Harga Pertamax dan Pertamax Green Naik, Konsumsi Pertalite Ikut Melonjak
- 11 Jun 2026 08:03 WIB
- Banjarmasin
Poin Utama
- Pertamina Patra Niaga menaikkan harga BBM non-subsidi mulai 10 Juni 2026.
- Harga Pertamax naik dari Rp12.300 menjadi Rp16.250 per liter.
- Pertamax Green 95 naik dari Rp12.900 menjadi Rp17.000 per liter.
- Antrean di sejumlah SPBU, terutama jalur Pertalite, meningkat.

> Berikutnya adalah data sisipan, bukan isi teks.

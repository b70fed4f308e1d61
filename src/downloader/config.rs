//! Download configuration
//!
//! Runtime knobs for one orchestrator instance, plus the retry backoff schedule
//! shared by the HTTP retry layer.

use serde::{Deserialize, Serialize};
use std::time::Duration;

/// Maximum number of retries for transient collaborator failures.
pub const MAX_RETRIES: u32 = 5;

/// Initial backoff delay in milliseconds.
pub const INITIAL_BACKOFF_MS: u64 = 1000; // 1 second

/// Maximum backoff delay in milliseconds.
pub const MAX_BACKOFF_MS: u64 = 30000; // 30 seconds

/// Maximum number of concurrent track downloads per group
pub const MAX_CONCURRENCY: usize = 32;

/// Default number of concurrent track downloads per group
pub const DEFAULT_CONCURRENCY: usize = 4;

/// Default lower bound of the per-track pacing delay
pub const DEFAULT_JITTER_MIN_MS: u64 = 500;

/// Default upper bound of the per-track pacing delay
pub const DEFAULT_JITTER_MAX_MS: u64 = 2000;

/// Default number of entries requested per page
pub const DEFAULT_PAGE_SIZE: usize = 100;

/// Default downloads admitted per budget interval
pub const DEFAULT_BUDGET_CAP: u32 = 20;

/// Default budget interval
pub const DEFAULT_BUDGET_INTERVAL: Duration = Duration::from_secs(66);

/// Default minimum gap between two budgeted sends
pub const DEFAULT_BUDGET_SPACING: Duration = Duration::from_millis(250);

/// Calculate exponential backoff delay
pub fn calculate_backoff(retry_count: u32) -> Duration {
    let factor = 2u64.checked_pow(retry_count).unwrap_or(u64::MAX);
    let delay_ms = INITIAL_BACKOFF_MS.saturating_mul(factor);
    let delay_ms = delay_ms.min(MAX_BACKOFF_MS);
    Duration::from_millis(delay_ms)
}

/// Inclusive range of the random delay each fan-out task sleeps before starting
#[derive(Debug, Clone, Copy, PartialEq, Eq, Serialize, Deserialize)]
pub struct JitterRange {
    /// Lower bound
    pub min: Duration,
    /// Upper bound (inclusive)
    pub max: Duration,
}

impl JitterRange {
    /// Build a range, swapping the bounds if given in the wrong order
    pub fn new(min: Duration, max: Duration) -> Self {
        if min <= max {
            Self { min, max }
        } else {
            Self { min: max, max: min }
        }
    }

    /// No delay at all
    pub fn none() -> Self {
        Self::new(Duration::ZERO, Duration::ZERO)
    }

    /// Pick a delay uniformly from the range
    pub fn sample(&self) -> Duration {
        use rand::Rng;

        if self.min == self.max {
            return self.min;
        }
        let min = self.min.as_millis() as u64;
        let max = self.max.as_millis() as u64;
        Duration::from_millis(rand::rng().random_range(min..=max))
    }
}

impl Default for JitterRange {
    fn default() -> Self {
        Self::new(
            Duration::from_millis(DEFAULT_JITTER_MIN_MS),
            Duration::from_millis(DEFAULT_JITTER_MAX_MS),
        )
    }
}

/// Interval budget settings for a [`crate::downloader::BudgetLimiter`]
#[derive(Debug, Clone, Copy, PartialEq, Eq, Serialize, Deserialize)]
pub struct BudgetConfig {
    /// Units admitted per interval
    pub cap: u32,
    /// Interval length
    pub interval: Duration,
    /// Minimum gap between two admitted sends
    pub spacing: Duration,
}

impl Default for BudgetConfig {
    fn default() -> Self {
        Self {
            cap: DEFAULT_BUDGET_CAP,
            interval: DEFAULT_BUDGET_INTERVAL,
            spacing: DEFAULT_BUDGET_SPACING,
        }
    }
}

/// Per-run configuration of the group orchestrator
#[derive(Debug, Clone, PartialEq, Eq, Serialize, Deserialize)]
pub struct DownloadConfig {
    /// Concurrent track downloads per group
    pub concurrency: usize,
    /// Per-track pacing delay
    pub jitter: JitterRange,
    /// Entries requested per page
    pub page_size: usize,
    /// Extension given to downloaded track files
    pub file_extension: String,
    /// Optional budget for track downloads (one unit per track)
    pub download_budget: Option<BudgetConfig>,
    /// Retries for transient collaborator failures
    pub max_retries: u32,
}

impl Default for DownloadConfig {
    fn default() -> Self {
        Self {
            concurrency: DEFAULT_CONCURRENCY,
            jitter: JitterRange::default(),
            page_size: DEFAULT_PAGE_SIZE,
            file_extension: "flac".to_string(),
            download_budget: Some(BudgetConfig::default()),
            max_retries: MAX_RETRIES,
        }
    }
}

impl DownloadConfig {
    /// Set the fan-out concurrency
    pub fn with_concurrency(mut self, concurrency: usize) -> Self {
        self.concurrency = concurrency;
        self
    }

    /// Set the per-track pacing delay
    pub fn with_jitter(mut self, jitter: JitterRange) -> Self {
        self.jitter = jitter;
        self
    }

    /// Set or clear the download budget
    pub fn with_download_budget(mut self, budget: Option<BudgetConfig>) -> Self {
        self.download_budget = budget;
        self
    }

    /// Set the track file extension
    pub fn with_file_extension(mut self, extension: impl Into<String>) -> Self {
        self.file_extension = extension.into();
        self
    }

    /// Check every field is usable
    pub fn validate(&self) -> Result<(), String> {
        if self.concurrency == 0 || self.concurrency > MAX_CONCURRENCY {
            return Err(format!(
                "concurrency must be between 1 and {MAX_CONCURRENCY}, got {}",
                self.concurrency
            ));
        }

        if self.page_size == 0 {
            return Err("page size must be at least 1".to_string());
        }

        let extension = self.file_extension.as_str();
        if extension.is_empty()
            || !extension.chars().all(|c| c.is_ascii_alphanumeric())
        {
            return Err(format!("invalid file extension {extension:?}"));
        }

        if let Some(budget) = &self.download_budget {
            if budget.cap == 0 {
                return Err("budget cap must be at least 1".to_string());
            }
            if budget.interval.is_zero() {
                return Err("budget interval must be non-zero".to_string());
            }
        }

        Ok(())
    }
}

- Pedagang BBM eceran merasakan dampak penurunan penjualan.
Video
RRI.CO.ID, Banjarmasin - Kenaikan harga bahan bakar minyak (BBM) non-subsidi jenis Pertamax dan Pertamax Green mulai berlaku pada Rabu, 10 Juni 2026. Penyesuaian harga ini dilakukan oleh Pertamina Patra Niaga untuk sejumlah wilayah di Indonesia.
Berdasarkan ketentuan terbaru, harga Pertamax (RON 92) naik dari Rp12.300 menjadi Rp16.250 per liter. Sementara itu, Pertamax Green 95 (RON 95) juga mengalami kenaikan dari Rp12.900 menjadi Rp17.000 per liter.
Kenaikan harga tersebut turut dirasakan masyarakat di Kota Banjarmasin. Sejumlah pengendara mulai beralih menggunakan BBM jenis Pertalite, yang berdampak pada meningkatnya antrean di sejumlah SPBU.
Pedagang eceran BBM di Banjarmasin, Musri, mengatakan antrean kendaraan di jalur Pertalite terlihat lebih ramai dibandingkan hari-hari biasanya. Ia menilai kondisi ini dipengaruhi oleh kenaikan harga Pertamax yang cukup signifikan.
Musri juga mengungkapkan bahwa kenaikan harga BBM berdampak pada usaha penjualan eceran yang dijalankannya. Ia harus menyesuaikan modal dan pengeluaran agar usaha tetap berjalan meski dengan keuntungan yang lebih terbatas.
Rekomendasi Berita
Memuat berita terbaru.....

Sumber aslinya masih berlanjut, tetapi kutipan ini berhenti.